The Book of Daniel is much beloved by Christians for it contains a amazing prophecy concerning the coming Messiah – or so we are told. In Christian-Muslim debates over the meaning of the crucial chapter 7 of Daniel I have always been struck by the complete absence of any awareness of what Old Testament historians have to tell us about this Book’s authorship and date.
I had a rummage in my library in order to share with you what reputable Biblical scholarship has to say about the Book of Daniel. It may shock you.
The Oxford Dictionary of the Christian Church (published by Oxford University Press) under the entry to the Book of Daniel tells us:
‘The traditional belief that the Book was written in the 6th cent. BC by Daniel, one of the Jewish exiles in Babylon, is now almost universally regarded as untenable. A number of historical errors make it next to impossible to believe that it dates from the period of the Exile, and a much later date is borne out also by its doctrinal standpoint, by its position in the canon of Scripture, and by its language (the section 2: 4-7: 18 is written in Aramaic, not Hebrew, and even Greek loan-words occur). The consensus of modern critical opinion is that it was written between 167 and 164 BC. On this hypothesis the purpose of the Book was to encourage the reader during the persecution of the Jews at the hands of Antiochus Epiphanes (175-164 BC).’ (p. 449).
The Jewish Study Bible (Second Edition) published by Oxford University Press tells us the following:
‘The Book of Daniel, probably written in its final version in 164 BCE, is thought to be the latest composition of the Hebrew Bible. Its narrative, however, is set much earlier, during the reigns of the powerful kings of Babylonia, Media, and Persia in the 6th century BCE.’ (p. 1635)

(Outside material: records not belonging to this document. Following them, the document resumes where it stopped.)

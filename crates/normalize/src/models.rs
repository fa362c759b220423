// ABOUTME: Normalized record types handed to presentation code.
// ABOUTME: Summary describes one catalog entry; Details extends it with description and runtime.

use serde::{Deserialize, Serialize};

/// Title used when neither the detail document nor the fallback names the title.
pub const UNKNOWN_TITLE: &str = "Untitled";

/// A single catalog entry.
///
/// `id` and `url` are never empty for a summary produced by the extractor;
/// `url` is a canonical path (see [`crate::normalize_path`]).
#[derive(Debug, Clone, Default, PartialEq, Eq, Serialize, Deserialize)]
#[serde(rename_all = "camelCase")]
pub struct Summary {
    pub id: String,
    pub title: String,
    pub url: String,
    #[serde(default, skip_serializing_if = "Option::is_none")]
    pub image_url: Option<String>,
}

/// Full record for one title.
#[derive(Debug, Clone, Default, PartialEq, Eq, Serialize, Deserialize)]
#[serde(rename_all = "camelCase")]
pub struct Details {
    #[serde(flatten)]
    pub summary: Summary,
    #[serde(default, skip_serializing_if = "Option::is_none")]
    pub description: Option<String>,
    #[serde(default, skip_serializing_if = "Option::is_none")]
    pub duration_seconds: Option<u32>,
    /// The duration exactly as the upstream sent it, kept even when it could not be parsed.
    #[serde(default, skip_serializing_if = "Option::is_none")]
    pub raw_duration: Option<String>,
}

impl Details {
    pub fn id(&self) -> &str {
        &self.summary.id
    }

    pub fn title(&self) -> &str {
        &self.summary.title
    }

    pub fn url(&self) -> &str {
        &self.summary.url
    }

    pub fn image_url(&self) -> Option<&str> {
        self.summary.image_url.as_deref()
    }
}

impl From<Summary> for Details {
    fn from(summary: Summary) -> Self {
        Self {
            summary,
            ..Self::default()
        }
    }
}

/// Previously obtained record used to fill gaps in a detail document.
#[derive(Debug, Clone, Copy, Default)]
pub enum Fallback<'a> {
    #[default]
    None,
    Summary(&'a Summary),
    Details(&'a Details),
}

impl<'a> Fallback<'a> {
    pub fn summary(&self) -> Option<&'a Summary> {
        match *self {
            Fallback::None => None,
            Fallback::Summary(summary) => Some(summary),
            Fallback::Details(details) => Some(&details.summary),
        }
    }

    /// Only a fallback that is itself a Details record can carry a description.
    pub fn description(&self) -> Option<&'a str> {
        match *self {
            Fallback::Details(details) => details.description.as_deref(),
            _ => None,
        }
    }
}

impl<'a> From<&'a Summary> for Fallback<'a> {
    fn from(summary: &'a Summary) -> Self {
        Fallback::Summary(summary)
    }
}

impl<'a> From<&'a Details> for Fallback<'a> {
    fn from(details: &'a Details) -> Self {
        Fallback::Details(details)
    }
}

impl<'a> From<Option<&'a Summary>> for Fallback<'a> {
    fn from(summary: Option<&'a Summary>) -> Self {
        summary.map_or(Fallback::None, Fallback::Summary)
    }
}
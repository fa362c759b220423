// ABOUTME: Ordered, lazily evaluated field lookups over loosely typed JSON.
// ABOUTME: Each field's precedence is a plain list of paths tried until one yields a value.

use serde_json::Value;

/// A location inside a JSON value, given as a sequence of object keys.
pub type FieldPath = &'static [&'static str];

/// Follows `path` through nested objects. Non-object intermediate values stop the walk.
pub fn lookup<'a>(value: &'a Value, path: &[&str]) -> Option<&'a Value> {
    path.iter().try_fold(value, |current, key| current.as_object()?.get(*key))
}

/// Returns the value at `path` if it is a string with visible content.
pub fn string_at<'a>(value: &'a Value, path: &[&str]) -> Option<&'a str> {
    lookup(value, path).and_then(non_empty_str)
}

/// Returns the value at `path` if it is an array.
pub fn array_at<'a>(value: &'a Value, path: &[&str]) -> Option<&'a Vec<Value>> {
    lookup(value, path).and_then(Value::as_array)
}

/// A string that is not empty after trimming.
pub fn non_empty_str(value: &Value) -> Option<&str> {
    value.as_str().filter(|s| !s.trim().is_empty())
}

/// Identifier-like value: a non-empty string or an integer rendered in decimal.
pub fn identifier(value: &Value) -> Option<String> {
    match value {
        Value::String(s) if !s.trim().is_empty() => Some(s.clone()),
        Value::Number(n) if n.is_i64() || n.is_u64() => Some(n.to_string()),
        _ => None,
    }
}

/// Ordered candidate paths evaluated against a single root.
#[derive(Debug, Clone, Copy)]
pub struct Candidates {
    paths: &'static [FieldPath],
}

impl Candidates {
    pub const fn new(paths: &'static [FieldPath]) -> Self {
        Self { paths }
    }

    /// First path whose value passes `accept`, in declaration order.
    pub fn first<'a, T>(
        &self,
        root: &'a Value,
        accept: impl Fn(&'a Value) -> Option<T>,
    ) -> Option<T> {
        self.paths
            .iter()
            .find_map(|path| lookup(root, path).and_then(&accept))
    }

    /// First non-empty string.
    pub fn first_str<'a>(&self, root: &'a Value) -> Option<&'a str> {
        self.first(root, non_empty_str)
    }

    /// First value that is present and not null, whatever its type.
    pub fn first_present<'a>(&self, root: &'a Value) -> Option<&'a Value> {
        self.first(root, |v| (!v.is_null()).then_some(v))
    }
}

/// Candidate lookups that span two roots (a content object and its enclosing item).
///
/// Each entry is tried in order against the root it names, so precedence can
/// interleave fields of the inner and outer object.
#[derive(Debug, Clone, Copy)]
pub struct ScopedCandidates {
    entries: &'static [(Scope, FieldPath)],
}

/// Which object a scoped candidate reads from.
#[derive(Debug, Clone, Copy, PartialEq, Eq)]
pub enum Scope {
    Content,
    Item,
}

impl ScopedCandidates {
    pub const fn new(entries: &'static [(Scope, FieldPath)]) -> Self {
        Self { entries }
    }

    pub fn first<'a, T>(
        &self,
        content: &'a Value,
        item: &'a Value,
        accept: impl Fn(&'a Value) -> Option<T>,
    ) -> Option<T> {
        self.entries.iter().find_map(|(scope, path)| {
            let root = match scope {
                Scope::Content => content,
                Scope::Item => item,
            };
            lookup(root, path).and_then(&accept)
        })
    }

    pub fn first_str<'a>(&self, content: &'a Value, item: &'a Value) -> Option<&'a str> {
        self.first(content, item, non_empty_str)
    }
}
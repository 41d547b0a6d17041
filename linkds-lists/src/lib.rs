/*
   linkds-lists: Singly and doubly linked lists with index based
   access, in place reversal and cursors that walk the list in
   either direction.

   Copyright 2021 "Rahul Singh <rsingh@arrsingh.com>"

   Licensed under the Apache License, Version 2.0 (the "License");
   you may not use this file except in compliance with the License.
   You may obtain a copy of the License at

       http://www.apache.org/licenses/LICENSE-2.0

   Unless required by applicable law or agreed to in writing, software
   distributed under the License is distributed on an "AS IS" BASIS,
   WITHOUT WARRANTIES OR CONDITIONS OF ANY KIND, either express or implied.
   See the License for the specific language governing permissions and
   limitations under the License.
*/

#[macro_use]
mod macros;

pub(crate) mod cursor;
pub mod doublylinkedlist;
pub mod error;
pub mod singlylinkedlist;
#[cfg(test)]
mod test {
    use super::*;

    // walks the list in both directions and checks every link against
    // the head, tail and length of the list
    macro_rules! assert_links {
        ($ll:ident) => {
            let mut forward = Vec::new();
            let mut prev = None;
            let mut cur = $ll.head;
            while let Some(id) = cur {
                assert_eq!($ll.prev_slot(id), prev);
                forward.push(id);
                prev = Some(id);
                cur = $ll.next_slot(id);
            }
            assert_eq!(prev, $ll.tail);
            assert_eq!(forward.len(), $ll.len());

            let mut backward = Vec::new();
            let mut cur = $ll.tail;
            while let Some(id) = cur {
                backward.push(id);
                cur = $ll.prev_slot(id);
            }
            backward.reverse();
            assert_eq!(forward, backward);
        };
    }

    macro_rules! assert_values {
        ($ll:ident, [$($v:expr),*]) => {
            assert_links!($ll);
            let expected: Vec<i32> = vec![$($v),*];
            assert_eq!($ll.values(), expected);
            assert_eq!($ll.len(), expected.len());
            assert_eq!($ll.front(), expected.first());
            assert_eq!($ll.back(), expected.last());
        };
    }

    macro_rules! assert_empty {
        ($ll:ident) => {
            assert!($ll.head.is_none());
            assert!($ll.tail.is_none());
            assert_eq!($ll.len(), 0);
            assert!($ll.is_empty());
        };
    }

    #[test]
    fn test_new() {
        let ll = DoublyLinkedList::<i32>::new();
        assert_empty!(ll);
        assert_eq!(ll.capacity(), DEFAULT_CAPACITY);
        let ll: DoublyLinkedList<i32> = Default::default();
        assert_empty!(ll);
    }

    #[test]
    fn test_push_front() {
        let mut ll = DoublyLinkedList::new();
        ll.push_front(11);
        assert_values!(ll, [11]);
        ll.push_front(12);
        assert_values!(ll, [12, 11]);
        ll.push_front(13);
        assert_values!(ll, [13, 12, 11]);
        ll.clear();
        assert_empty!(ll);
    }

    #[test]
    fn test_push_back() {
        let mut ll = DoublyLinkedList::new();
        ll.push_back(33);
        assert_values!(ll, [33]);
        ll.push_back(44);
        assert_values!(ll, [33, 44]);
        ll.push_back(55);
        assert_values!(ll, [33, 44, 55]);
    }

    #[test]
    fn test_pop() {
        let mut ll = DoublyLinkedList::from([1, 2, 3, 4]);
        assert_eq!(ll.pop_front(), Some(1));
        assert_values!(ll, [2, 3, 4]);
        assert_eq!(ll.pop_back(), Some(4));
        assert_values!(ll, [2, 3]);
        assert_eq!(ll.pop_back(), Some(3));
        assert_values!(ll, [2]);
        assert_eq!(ll.pop_front(), Some(2));
        assert_empty!(ll);
        assert_eq!(ll.pop_front(), None);
        assert_eq!(ll.pop_back(), None);
    }

    #[test]
    fn test_capacity() {
        let mut ll = DoublyLinkedList::with_capacity(4);
        ll.append([1, 2, 3, 4]);
        assert_eq!(ll.capacity(), 4);
        ll.push_back(5);
        assert_eq!(ll.capacity(), 8);
        assert_values!(ll, [1, 2, 3, 4, 5]);

        // removed slots are reused before the list grows again
        ll.remove(0).unwrap();
        ll.remove(0).unwrap();
        ll.append([6, 7, 8, 9, 10]);
        assert_eq!(ll.capacity(), 8);
        assert_values!(ll, [3, 4, 5, 6, 7, 8, 9, 10]);

        ll.clear();
        assert_eq!(ll.capacity(), 8);
        assert_empty!(ll);
    }

    #[test]
    fn test_capacity_zero() {
        let mut ll = DoublyLinkedList::with_capacity(0);
        assert_eq!(ll.capacity(), 0);
        ll.push_front(1);
        assert_eq!(ll.capacity(), 1);
        ll.push_front(2);
        assert_eq!(ll.capacity(), 2);
        ll.push_front(3);
        assert_eq!(ll.capacity(), 4);
        assert_values!(ll, [3, 2, 1]);
    }

    #[test]
    fn test_clear_releases_linked_slots() {
        use std::rc::Rc;
        let tracker = Rc::new(());
        let mut ll = DoublyLinkedList::with_capacity(16);
        ll.append([Rc::clone(&tracker), Rc::clone(&tracker), Rc::clone(&tracker)]);
        ll.remove(1).unwrap();
        assert_eq!(Rc::strong_count(&tracker), 3);

        ll.clear();
        assert_eq!(Rc::strong_count(&tracker), 1);
        assert_eq!(ll.fl.len(), 16);
        assert_eq!(ll.capacity(), 16);

        // every slot is free again, so refilling does not grow the list
        for _ in 0..16 {
            ll.push_back(Rc::clone(&tracker));
        }
        assert_eq!(ll.capacity(), 16);
        assert_eq!(ll.len(), 16);
        ll.clear();
        assert_empty!(ll);
        assert_eq!(Rc::strong_count(&tracker), 1);
    }

    #[test]
    fn test_append() {
        let mut ll = DoublyLinkedList::new();
        ll.append(Vec::<i32>::new());
        assert_empty!(ll);
        ll.append([1, 2, 3]);
        assert_values!(ll, [1, 2, 3]);
        ll.extend(vec![4, 5]);
        assert_values!(ll, [1, 2, 3, 4, 5]);
    }

    #[test]
    fn test_prepend() {
        let mut ll = DoublyLinkedList::new();
        ll.prepend([3, 4]);
        assert_values!(ll, [3, 4]);
        ll.prepend([1, 2]);
        assert_values!(ll, [1, 2, 3, 4]);
        ll.prepend(Vec::new());
        assert_values!(ll, [1, 2, 3, 4]);
        ll.prepend([0]);
        assert_values!(ll, [0, 1, 2, 3, 4]);
    }

    #[test]
    fn test_get() {
        let ll = DoublyLinkedList::from([4, 1, 2, 3, 9]);
        for (i, v) in [4, 1, 2, 3, 9].iter().enumerate() {
            assert_eq!(ll.get(i), Ok(v));
        }
        assert_eq!(
            ll.get(5),
            Err(ListError::IndexOutOfRange { index: 5, len: 5 })
        );
        let empty = DoublyLinkedList::<i32>::new();
        assert!(empty.get(0).unwrap_err().is_index_out_of_range());
    }

    #[test]
    fn test_set() {
        let mut ll = DoublyLinkedList::from([1, 2, 3]);
        for i in 0..3 {
            assert!(ll.set(i, 10 * i as i32).is_ok());
            assert_eq!(ll.get(i), Ok(&(10 * i as i32)));
        }
        assert_values!(ll, [0, 10, 20]);
        assert!(ll.set(3, 7).is_err());
        assert_values!(ll, [0, 10, 20]);
    }

    #[test]
    fn test_remove() {
        let mut ll = DoublyLinkedList::from([4, 1, 2, 3]);
        assert_eq!(ll.remove(2), Ok(2));
        assert_values!(ll, [4, 1, 3]);
        assert_eq!(
            ll.remove(3),
            Err(ListError::IndexOutOfRange { index: 3, len: 3 })
        );
        assert_values!(ll, [4, 1, 3]);
        assert_eq!(ll.remove(2), Ok(3));
        assert_values!(ll, [4, 1]);
        assert_eq!(ll.remove(0), Ok(4));
        assert_values!(ll, [1]);
        assert_eq!(ll.remove(0), Ok(1));
        assert_empty!(ll);
        assert!(ll.remove(0).is_err());
    }

    #[test]
    fn test_contains() {
        let ll = DoublyLinkedList::from([4, 1, 3]);
        assert!(ll.contains(&1));
        assert!(!ll.contains(&2));
        assert!(ll.contains_all(&[]));
        assert!(ll.contains_all(&[4, 1]));
        assert!(ll.contains_all(&[4, 3]));
        assert!(!ll.contains_all(&[4, 1, 3, 5]));
    }

    #[test]
    fn test_swap() {
        let mut ll = DoublyLinkedList::from([4, 1, 3]);
        assert_eq!(ll.swap(0, 1), Ok(()));
        assert_values!(ll, [1, 4, 3]);
        assert_eq!(ll.swap(2, 0), Ok(()));
        assert_values!(ll, [3, 4, 1]);
        assert_eq!(ll.swap(1, 1), Ok(()));
        assert_values!(ll, [3, 4, 1]);
        assert!(ll.swap(0, 3).is_err());
        assert!(ll.swap(3, 3).is_err());
        assert_values!(ll, [3, 4, 1]);
    }

    #[test]
    fn test_insert() {
        let mut ll = DoublyLinkedList::from([1, 4, 3]);
        assert_eq!(ll.insert(1, [5, 6, 7, 8]), Ok(()));
        assert_values!(ll, [1, 4, 5, 6, 7, 8, 3]);
        assert_eq!(ll.insert(6, [9, 10]), Ok(()));
        assert_values!(ll, [1, 4, 5, 6, 7, 8, 3, 9, 10]);
        assert_eq!(ll.insert(0, [0]), Ok(()));
        assert_values!(ll, [1, 0, 4, 5, 6, 7, 8, 3, 9, 10]);
        assert_eq!(
            ll.insert(10, [12]),
            Err(ListError::IndexOutOfRange { index: 10, len: 10 })
        );
        assert_eq!(ll.len(), 10);

        let mut empty = DoublyLinkedList::<i32>::new();
        assert_eq!(empty.insert(3, Vec::new()), Ok(()));
        assert!(empty.insert(0, [1]).is_err());
        assert_empty!(empty);
    }

    #[test]
    fn test_index_of() {
        let ll = DoublyLinkedList::from([1, 4, 5, -1, 7, 8, 3]);
        assert_eq!(ll.index_of(&1), Ok(0));
        assert_eq!(ll.index_of(&8), Ok(5));
        assert_eq!(ll.index_of(&100), Err(ListError::ValueNotFound));
        for v in ll.values() {
            assert_eq!(ll.get(ll.index_of(&v).unwrap()), Ok(&v));
        }
    }

    #[test]
    fn test_reverse() {
        let mut ll = DoublyLinkedList::<i32>::new();
        ll.reverse();
        assert_empty!(ll);
        ll.push_back(1);
        ll.reverse();
        assert_values!(ll, [1]);
        ll.append([2, 3, 4]);
        ll.reverse();
        assert_values!(ll, [4, 3, 2, 1]);
        ll.reverse();
        assert_values!(ll, [1, 2, 3, 4]);
        ll.reverse();
        ll.push_back(0);
        ll.push_front(5);
        assert_values!(ll, [5, 4, 3, 2, 1, 0]);
    }

    #[test]
    fn test_traits() {
        let ll = DoublyLinkedList::from([1, 2, 3]);
        let copy = ll.clone();
        assert_eq!(ll, copy);
        assert_ne!(ll, DoublyLinkedList::from([3, 2, 1]));
        assert_eq!(format!("{:?}", ll), "[1, 2, 3]");
        let collected: DoublyLinkedList<i32> = (1..=3).collect();
        assert_eq!(collected, ll);
    }

    #[test]
    fn test_macro() {
        let ll = dlist![1, 2, 3];
        assert_values!(ll, [1, 2, 3]);
        let ll: DoublyLinkedList<i32> = dlist![];
        assert_empty!(ll);
    }

    #[test]
    fn test_drop_values() {
        use std::rc::Rc;
        let tracker = Rc::new(());
        {
            let mut ll = DoublyLinkedList::with_capacity(2);
            for _ in 0..10 {
                ll.push_back(Rc::clone(&tracker));
            }
            drop(ll.remove(3));
            assert_eq!(Rc::strong_count(&tracker), 10);
            ll.pop_back();
            assert_eq!(Rc::strong_count(&tracker), 9);
        }
        assert_eq!(Rc::strong_count(&tracker), 1);

        let mut ll = DoublyLinkedList::new();
        ll.push_back(Rc::clone(&tracker));
        ll.clear();
        assert_eq!(Rc::strong_count(&tracker), 1);
    }

    #[test]
    fn test_scenario() {
        let mut ll = DoublyLinkedList::new();
        ll.append([1]);
        ll.append([2]);
        ll.append([3]);
        ll.prepend([4]);
        assert_values!(ll, [4, 1, 2, 3]);
        assert_eq!(ll.get(0), Ok(&4));
        assert!(ll.get(999).is_err());
        assert_eq!(ll.remove(2), Ok(2));
        assert_values!(ll, [4, 1, 3]);
        assert_eq!(ll.swap(0, 1), Ok(()));
        assert_eq!(ll.insert(1, [5, 6, 7, 8]), Ok(()));
        assert_eq!(ll.set(3, -1), Ok(6));
        assert_values!(ll, [1, 4, 5, -1, 7, 8, 3]);
        assert_eq!(ll.index_of(&1), Ok(0));
        assert_eq!(ll.index_of(&8), Ok(5));
        assert!(ll.index_of(&100).unwrap_err().is_value_not_found());
        ll.reverse();
        assert_values!(ll, [3, 8, 7, -1, 5, 4, 1]);
        assert_eq!(ll.len(), 7);
        ll.clear();
        assert_empty!(ll);
    }
}
/*
   Doubly Linked List: A doubly linked list whose nodes live in a
   slot arena and link to each other by slot index. Unlinked slots
   are kept on a free list and reused, so the list does not have to
   allocate memory on every insert.

   Copyright 2021 "Rahul Singh <rsingh@arrsingh.com>"

   Licensed under the Apache License, Version 2.0 (the "License");
   you may not use this file except in compliance with the License.
   You may obtain a copy of the License at

       http://www.apache.org/licenses/LICENSE-2.0

   Unless required by applicable law or agreed to in writing, software
   distributed under the License is distributed on an "AS IS" BASIS,
   WITHOUT WARRANTIES OR CONDITIONS OF ANY KIND, either express or implied.
   See the License for the specific language governing permissions and
   limitations under the License.
*/

use crate::doublylinkedlist::node::{InternalNode, Slot, SlotId};
use core::mem;

/// The arena of slots that holds the nodes of a
/// [`DoublyLinkedList`](super::list::DoublyLinkedList). Slots that
/// are not linked into the list are chained together through their
/// `next` index and handed out again by [`acquire`](#method.acquire).
#[derive(Debug)]
pub(super) struct FreeList<T> {
    len: usize,
    head: Option<SlotId>,
    slots: Vec<Slot<T>>,
}

impl<T> FreeList<T> {
    pub(super) fn new(capacity: usize) -> FreeList<T> {
        let mut fl = FreeList {
            len: 0,
            head: None,
            slots: Vec::with_capacity(capacity),
        };
        fl.alloc(capacity);
        fl
    }

    /// Returns the number of free slots.
    pub(super) fn len(&self) -> usize {
        self.len
    }

    fn alloc(&mut self, size: usize) {
        for _ in 0..size {
            let id = self.slots.len();
            self.slots.push(Slot::Free { next: None });
            self.push_head(id);
        }
    }

    fn push_head(&mut self, id: SlotId) {
        self.slots[id] = Slot::Free { next: self.head };
        self.head = Some(id);
        self.len += 1;
    }

    fn pop_head(&mut self) -> Option<SlotId> {
        let id = self.head?;
        match self.slots[id] {
            Slot::Free { next } => self.head = next,
            Slot::Linked(_) => unreachable!("slot {} is linked but on the free list", id),
        }
        self.len -= 1;
        Some(id)
    }

    /// Moves `val` into a free slot and returns the id of that slot.
    /// The free list grows if there are no free slots left.
    pub(super) fn acquire(&mut self, val: T) -> SlotId {
        if self.head.is_none() {
            self.grow();
        }

        match self.pop_head() {
            Some(id) => {
                self.slots[id] = Slot::Linked(InternalNode::new(val));
                id
            }
            None => panic!("alloc failed on acquire"),
        }
    }

    /// Returns the slot to the free list and the value it held to
    /// the caller.
    pub(super) fn release(&mut self, id: SlotId) -> T {
        let slot = mem::replace(&mut self.slots[id], Slot::Free { next: None });
        self.push_head(id);
        match slot {
            Slot::Linked(node) => node.val,
            Slot::Free { .. } => unreachable!("slot {} released twice", id),
        }
    }

    pub(super) fn node(&self, id: SlotId) -> &InternalNode<T> {
        match &self.slots[id] {
            Slot::Linked(node) => node,
            Slot::Free { .. } => unreachable!("slot {} is not linked", id),
        }
    }

    pub(super) fn node_mut(&mut self, id: SlotId) -> &mut InternalNode<T> {
        match &mut self.slots[id] {
            Slot::Linked(node) => node,
            Slot::Free { .. } => unreachable!("slot {} is not linked", id),
        }
    }

    /// Returns a raw pointer to the first slot. Slots reached through
    /// the pointer stay valid until the free list is modified.
    pub(super) fn slots_ptr(&mut self) -> *mut Slot<T> {
        self.slots.as_mut_ptr()
    }

    /// Swaps the values held by two linked slots.
    pub(super) fn swap_vals(&mut self, a: SlotId, b: SlotId) {
        if a == b {
            return;
        }
        let (lo, hi) = if a < b { (a, b) } else { (b, a) };
        let (left, right) = self.slots.split_at_mut(hi);
        match (&mut left[lo], &mut right[0]) {
            (Slot::Linked(x), Slot::Linked(y)) => mem::swap(&mut x.val, &mut y.val),
            _ => unreachable!("cannot swap values of free slots {} and {}", a, b),
        }
    }

    fn grow(&mut self) {
        let extra = if self.slots.is_empty() {
            1
        } else {
            self.slots.len()
        };
        log::trace!(
            "growing free list from {} to {} slots",
            self.slots.len(),
            self.slots.len() + extra
        );
        self.alloc(extra);
    }
}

The New Jerome Biblical Commentary is by Raymond E. Brown and Josepth A. Fitzmeyer. Having discussed the genre of Daniel and concluding it is ‘haggadic’ ie a ‘story having little or no basis in actual history but told for the sake of inculcating a moral lesson’ (p. 408) the Commentary continues,
‘Date and Authorship. Having lost sight of these ancient modes of writing, until relatively recent years Jews and Christians considered Daniel to be true history, containing genuine prophecy. Inasmuch as chapters 7-12 are written in the 1st person it was natural to assume that the Daniel in chapters 1-6 was a truly historical character and that he was the author of the whole book. Few modern biblical scholars, however, would now seriously defend such an opinion. The arguments for a date shortly before the death of Antiochus IV Epiphanes in 164 are overwhelming. An author living in the 6th cent. could hardly have written the late Hebrew used in Daniel, and its Aramaic is certainly later than the Aramaic of the Elephantine papyri, which date from the end of the 5th cent. (p. 408)
The Commentary adduces other unassailable historical facts and concludes that Daniel’s composition date is probably in 165 BC. The Dictionary of the Christian Church has no peer as a one-volume encyclopedia of the Bible and is written by the best scholars in the field. The NJBC is likewise a scholarly classic. I used it with much profit as a theology undergraduate.
So when we debate and argue about the meaning of a word or phrase in Daniel 7 (or elsewhere in the Book) it is wise to bear in mind that this is almost certainly not a prophecy uttered by the Prophet Daniel but a composition by an unknown Jewish scribe pretending to be Daniel. Should it matter?